What the Trial Observed
Participants received Mitoquinol or standard care over 16 weeks, with cardiac energetics assessed using advanced magnetic resonance spectroscopy imaging. The study found significant improvements in the myocardial phosphocreatine-to-ATP ratio (PCr/ATP) — a direct measure of cardiac energetic status — both at rest and under metabolic stress, alongside improvements in diastolic function. Overall cardiac output and perfusion were unchanged, indicating that effects at 16 weeks were concentrated at the energetic and early functional level rather than in gross structural parameters.

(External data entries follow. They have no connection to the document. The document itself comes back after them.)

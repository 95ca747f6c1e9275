//! Logging and tracing configuration

use tracing_subscriber::{fmt, layer::SubscriberExt, util::SubscriberInitExt, EnvFilter};

/// Initialize tracing for the CLI (stderr logging)
///
/// Logs are controlled by the `RUST_LOG` environment variable.
/// Default level is INFO for this crate, WARN for dependencies.
pub fn init_cli(verbose: bool) {
    let filter = EnvFilter::try_from_default_env().unwrap_or_else(|_| {
        if verbose {
            EnvFilter::new("cdp_runner=debug,warn")
        } else {
            EnvFilter::new("cdp_runner=info,warn")
        }
    });

    tracing_subscriber::registry()
        .with(filter)
        .with(
            fmt::layer()
                .with_writer(std::io::stderr)
                .with_target(false)
                .with_thread_ids(false)
                .with_file(false)
                .with_line_number(false)
                .compact(),
        )
        .init();
}
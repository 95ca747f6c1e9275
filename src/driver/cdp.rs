//! Remote-debugging protocol driver
//!
//! Target discovery goes through the HTTP `/json/list` endpoint; the page
//! itself is driven over its websocket with `Runtime.evaluate` and the
//! `Input.*` domain.

use std::time::{Duration, Instant};

use async_trait::async_trait;
use futures_util::{SinkExt, StreamExt};
use serde::Deserialize;
use serde_json::{json, Value};
use tokio::net::TcpStream;
use tokio_tungstenite::tungstenite::Message;
use tokio_tungstenite::{MaybeTlsStream, WebSocketStream};

use crate::common::config::Config;
use crate::common::{Error, Result};

use super::{AutomationDriver, Page};

/// Interval between element presence checks
const POLL_INTERVAL: Duration = Duration::from_millis(100);

/// One entry of the `/json/list` response
#[derive(Debug, Deserialize)]
struct TargetInfo {
    #[serde(rename = "type")]
    kind: String,
    #[serde(default)]
    title: String,
    #[serde(default)]
    url: String,
    #[serde(rename = "webSocketDebuggerUrl")]
    ws_url: Option<String>,
}

/// Driver connecting to the first matching page target of an instance
pub struct CdpDriver {
    http: reqwest::Client,
    command_timeout: Duration,
    target_url_contains: Option<String>,
}

impl CdpDriver {
    pub fn new(command_timeout: Duration, target_url_contains: Option<String>) -> Self {
        let http = reqwest::Client::builder()
            .no_proxy()
            .build()
            .unwrap_or_default();
        Self {
            http,
            command_timeout,
            target_url_contains,
        }
    }

    pub fn from_config(config: &Config) -> Self {
        Self::new(
            Duration::from_millis(config.driver.command_timeout_ms),
            config.driver.target_url_contains.clone(),
        )
    }

    async fn list_targets(&self, port: u16) -> Result<Vec<TargetInfo>> {
        let url = format!("http://127.0.0.1:{}/json/list", port);
        let response = self
            .http
            .get(&url)
            .timeout(self.command_timeout)
            .send()
            .await
            .map_err(|e| Error::Driver(format!("failed to list targets on port {}: {}", port, e)))?;
        response
            .json()
            .await
            .map_err(|e| Error::Driver(format!("invalid target list from port {}: {}", port, e)))
    }
}

#[async_trait]
impl AutomationDriver for CdpDriver {
    async fn connect(&self, port: u16) -> Result<Box<dyn Page>> {
        let targets = self.list_targets(port).await?;
        let target = select_target(&targets, self.target_url_contains.as_deref())
            .ok_or_else(|| Error::Driver(format!("no page target on port {}", port)))?;
        let ws_url = target
            .ws_url
            .as_deref()
            .ok_or_else(|| Error::Driver(format!("page target on port {} has no websocket", port)))?;

        let (socket, _) =
            tokio::time::timeout(self.command_timeout, tokio_tungstenite::connect_async(ws_url))
                .await
                .map_err(|_| Error::Driver(format!("timed out connecting to {}", ws_url)))?
                .map_err(|e| Error::Driver(format!("failed to connect to {}: {}", ws_url, e)))?;

        tracing::info!("Connected to page '{}' ({}) on port {}", target.title, target.url, port);

        Ok(Box::new(CdpPage {
            socket,
            next_id: 1,
            command_timeout: self.command_timeout,
        }))
    }
}

fn select_target<'a>(targets: &'a [TargetInfo], url_contains: Option<&str>) -> Option<&'a TargetInfo> {
    targets
        .iter()
        .filter(|t| t.kind == "page" && t.ws_url.is_some())
        .find(|t| url_contains.map_or(true, |needle| t.url.contains(needle)))
}

/// JSON literal for embedding a string into an expression
fn js_string(s: &str) -> String {
    Value::String(s.to_string()).to_string()
}

/// A page target driven over its websocket
pub struct CdpPage {
    socket: WebSocketStream<MaybeTlsStream<TcpStream>>,
    next_id: u64,
    command_timeout: Duration,
}

impl CdpPage {
    /// Send a command and wait for its response, skipping events
    async fn call(&mut self, method: &str, params: Value) -> Result<Value> {
        let id = self.next_id;
        self.next_id += 1;

        let request = json!({ "id": id, "method": method, "params": params });
        tracing::trace!("CDP >>> {}", request);

        self.socket
            .send(Message::Text(request.to_string()))
            .await
            .map_err(|e| Error::Driver(format!("failed to send {}: {}", method, e)))?;

        tokio::time::timeout(self.command_timeout, self.read_response(id))
            .await
            .map_err(|_| Error::Driver(format!("{} timed out", method)))?
            .map_err(|e| match e {
                Error::Driver(msg) => Error::Driver(format!("{}: {}", method, msg)),
                other => other,
            })
    }

    async fn read_response(&mut self, id: u64) -> Result<Value> {
        while let Some(message) = self.socket.next().await {
            let message = message.map_err(|e| Error::Driver(e.to_string()))?;
            let Message::Text(text) = message else {
                continue;
            };
            tracing::trace!("CDP <<< {}", text);

            let value: Value = serde_json::from_str(&text)?;
            if value.get("id").and_then(Value::as_u64) != Some(id) {
                continue;
            }
            if let Some(error) = value.get("error") {
                let msg = error
                    .get("message")
                    .and_then(Value::as_str)
                    .unwrap_or("unknown error");
                return Err(Error::Driver(msg.to_string()));
            }
            return Ok(value.get("result").cloned().unwrap_or(Value::Null));
        }
        Err(Error::Driver("connection closed".to_string()))
    }

    /// Evaluate an expression and return its value
    async fn eval(&mut self, expression: String) -> Result<Value> {
        let result = self
            .call(
                "Runtime.evaluate",
                json!({
                    "expression": expression,
                    "returnByValue": true,
                    "awaitPromise": true,
                }),
            )
            .await?;

        if let Some(details) = result.get("exceptionDetails") {
            let text = details
                .pointer("/exception/description")
                .or_else(|| details.get("text"))
                .and_then(Value::as_str)
                .unwrap_or("exception");
            return Err(Error::Driver(format!("evaluation threw: {}", text)));
        }
        Ok(result.pointer("/result/value").cloned().unwrap_or(Value::Null))
    }

    /// Scroll the element into view and return its center point
    async fn element_center(&mut self, selector: &str) -> Result<(f64, f64)> {
        let expression = format!(
            "(() => {{ \
                const el = document.querySelector({}); \
                if (!el) return null; \
                el.scrollIntoView({{ block: 'center', inline: 'center' }}); \
                const r = el.getBoundingClientRect(); \
                return {{ x: r.left + r.width / 2, y: r.top + r.height / 2 }}; \
            }})()",
            js_string(selector)
        );
        let value = self.eval(expression).await?;
        let x = value.get("x").and_then(Value::as_f64);
        let y = value.get("y").and_then(Value::as_f64);
        match (x, y) {
            (Some(x), Some(y)) => Ok((x, y)),
            _ => Err(Error::Driver(format!("no element matches '{}'", selector))),
        }
    }

    async fn mouse_click(&mut self, selector: &str, clicks: u32) -> Result<()> {
        let (x, y) = self.element_center(selector).await?;
        for click_count in 1..=clicks {
            for kind in ["mousePressed", "mouseReleased"] {
                self.call(
                    "Input.dispatchMouseEvent",
                    json!({
                        "type": kind,
                        "x": x,
                        "y": y,
                        "button": "left",
                        "clickCount": click_count,
                    }),
                )
                .await?;
            }
        }
        Ok(())
    }
}

#[async_trait]
impl Page for CdpPage {
    async fn wait_for(&mut self, selector: &str, timeout: Duration) -> Result<()> {
        let expression = format!("document.querySelector({}) !== null", js_string(selector));
        let deadline = Instant::now() + timeout;

        loop {
            if self.eval(expression.clone()).await?.as_bool() == Some(true) {
                return Ok(());
            }
            let now = Instant::now();
            if now >= deadline {
                return Err(Error::step_timeout(selector, timeout.as_millis() as u64));
            }
            tokio::time::sleep(POLL_INTERVAL.min(deadline - now)).await;
        }
    }

    async fn click(&mut self, selector: &str) -> Result<()> {
        self.mouse_click(selector, 1).await
    }

    async fn double_click(&mut self, selector: &str) -> Result<()> {
        self.mouse_click(selector, 2).await
    }

    async fn fill(&mut self, selector: &str, text: &str) -> Result<()> {
        let expression = format!(
            "(() => {{ \
                const el = document.querySelector({}); \
                if (!el) return false; \
                el.focus(); \
                if ('value' in el) {{ \
                    el.value = ''; \
                    el.dispatchEvent(new Event('input', {{ bubbles: true }})); \
                }} else if (el.isContentEditable) {{ \
                    document.execCommand('selectAll', false); \
                    document.execCommand('delete', false); \
                }} \
                return true; \
            }})()",
            js_string(selector)
        );
        if self.eval(expression).await?.as_bool() != Some(true) {
            return Err(Error::Driver(format!("no element matches '{}'", selector)));
        }
        self.call("Input.insertText", json!({ "text": text })).await?;
        Ok(())
    }

    async fn evaluate(&mut self, function: &str, args: Vec<Value>) -> Result<Value> {
        let expression = format!("({})(...{})", function, Value::Array(args));
        self.eval(expression).await
    }

    async fn disconnect(&mut self) -> Result<()> {
        self.socket
            .close(None)
            .await
            .map_err(|e| Error::Driver(format!("failed to close connection: {}", e)))
    }
}

#[cfg(test)]
mod tests {
    use super::*;

    fn target(kind: &str, url: &str, ws: bool) -> TargetInfo {
        TargetInfo {
            kind: kind.to_string(),
            title: String::new(),
            url: url.to_string(),
            ws_url: ws.then(|| "ws://127.0.0.1:1/devtools/page/1".to_string()),
        }
    }

    #[test]
    fn test_select_target_skips_non_pages() {
        let targets = vec![
            target("service_worker", "app://sw", true),
            target("page", "app://main", true),
        ];
        assert_eq!(select_target(&targets, None).unwrap().url, "app://main");
    }

    #[test]
    fn test_select_target_by_url() {
        let targets = vec![
            target("page", "app://devtools", true),
            target("page", "app://chat/index.html", true),
        ];
        assert_eq!(
            select_target(&targets, Some("chat")).unwrap().url,
            "app://chat/index.html"
        );
        assert!(select_target(&targets, Some("settings")).is_none());
    }

    #[test]
    fn test_select_target_requires_websocket() {
        let targets = vec![target("page", "app://main", false)];
        assert!(select_target(&targets, None).is_none());
    }

    #[test]
    fn test_target_list_parsing() {
        let raw = r#"[{"description":"","id":"A1","title":"Chat","type":"page",
            "url":"app://chat","webSocketDebuggerUrl":"ws://127.0.0.1:9222/devtools/page/A1"}]"#;
        let targets: Vec<TargetInfo> = serde_json::from_str(raw).unwrap();
        assert_eq!(targets[0].kind, "page");
        assert!(targets[0].ws_url.is_some());
    }

    #[test]
    fn test_js_string_escapes_quotes() {
        assert_eq!(js_string(r#"a[title="x"]"#), r#""a[title=\"x\"]""#);
    }
}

Charts demonstrating the interval change in MRS parameters before and after supplementation with MitoQ, showing significant improvements in rest PCr/ATP (A) (visit 1: 1.58 [1.41, 1.74] to visit 2: 1.78 [1.65, 1.91];P=0.028) and dobutamine-stress PCr/ATP (B) (visit 1: 1.25 [1.13, 1.36] to visit 2: 1.46 [1.34, 1.59];P=0.0099).
Image taken from Procter et al., 2025.
What Are the Implications for Cardiometabolic Health?
This study suggests that mitochondrial dysfunction is a modifiable contributor to diabetic heart disease and that improvements in cardiac energetics may precede structural changes, representing an earlier and potentially more reversible therapeutic window. For individuals with type 2 diabetes who are at risk of developing diabetic cardiomyopathy, early mitochondrial intervention may offer a strategy to slow or prevent progression to overt heart failure.
Taken together, these findings suggest that changes in myocardial energetics may serve as an early and sensitive indicator of therapeutic response, potentially preceding detectable changes in conventional cardiac imaging endpoints such as ejection fraction. The dissociation between improved energetics and unchanged structural parameters reinforces the concept that mitochondrial function sits upstream of functional decline, and that interventions targeting cellular energy metabolism may alter disease trajectory before irreversible remodelling occurs. This positions mitochondrial support as a strategy aligned with early intervention and prevention, particularly in patients with metabolic dysfunction but preserved cardiac output.
What Should Practitioners Know About Dosing and Use?
Participants took 40 mg daily for 16 weeks. The intervention was well tolerated, improved cardiac energetics and diastolic function, and did not alter structural cardiac parameters over this timeframe — a finding consistent with the hypothesis that energetic recovery precedes structural normalisation and that longer follow-up may be required to detect downstream structural benefit.